» **WORK TASK**:
Search the records for the string "payload" and copy every line where it turns up.

» **EXERCISE INPUTS**:
§

//! Typed events drained by the session loop.
//!
//! Transport callbacks, finished encode tasks and user commands all land on
//! one unbounded queue. A single consumer drains it, so everything that
//! touches session state happens in queue order.

use std::path::PathBuf;

use tokio::sync::{mpsc, oneshot};

use crate::error::ChatError;
use crate::message::{MessageKind, MessageRecord};
use crate::session::{SessionStatus, SubmitReceipt};

pub type EventSender = mpsc::UnboundedSender<Event>;
pub type EventReceiver = mpsc::UnboundedReceiver<Event>;

/// Create the session event queue
pub fn channel() -> (EventSender, EventReceiver) {
    mpsc::unbounded_channel()
}

#[derive(Debug)]
pub enum Event {
    /// Broker connection established (or re-established)
    Connected,
    /// Broker connection lost
    Disconnected,
    /// A payload arrived on a subscribed subject
    MessageReceived { topic: String, payload: String },
    /// The broker confirmed a publish
    PublishAck { topic: String },
    /// An image or audio item finished encoding and is ready to publish
    MediaEncoded(EncodedMedia),
    /// A request from the UI or control API
    Command(Command),
}

/// Media converted to a data URI, together with the topic it was sent to.
#[derive(Debug, Clone)]
pub struct EncodedMedia {
    pub topic: String,
    pub kind: MessageKind,
    pub data_uri: String,
}

#[derive(Debug)]
pub enum Command {
    /// Publish the draft text and/or the attached image.
    ///
    /// `text` replaces the draft and `image` replaces the attachment when
    /// present.
    Submit {
        text: Option<String>,
        image: Option<PathBuf>,
        reply: oneshot::Sender<SubmitReceipt>,
    },
    StartRecording {
        reply: oneshot::Sender<Result<(), ChatError>>,
    },
    StopRecording {
        reply: oneshot::Sender<bool>,
    },
    Snapshot {
        reply: oneshot::Sender<Vec<MessageRecord>>,
    },
    Status {
        reply: oneshot::Sender<SessionStatus>,
    },
    Shutdown,
}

§

» **RESPONSE TO THIS EXERCISE**:
    /// A payload arrived on a subscribed subject
    MessageReceived { topic: String, payload: String },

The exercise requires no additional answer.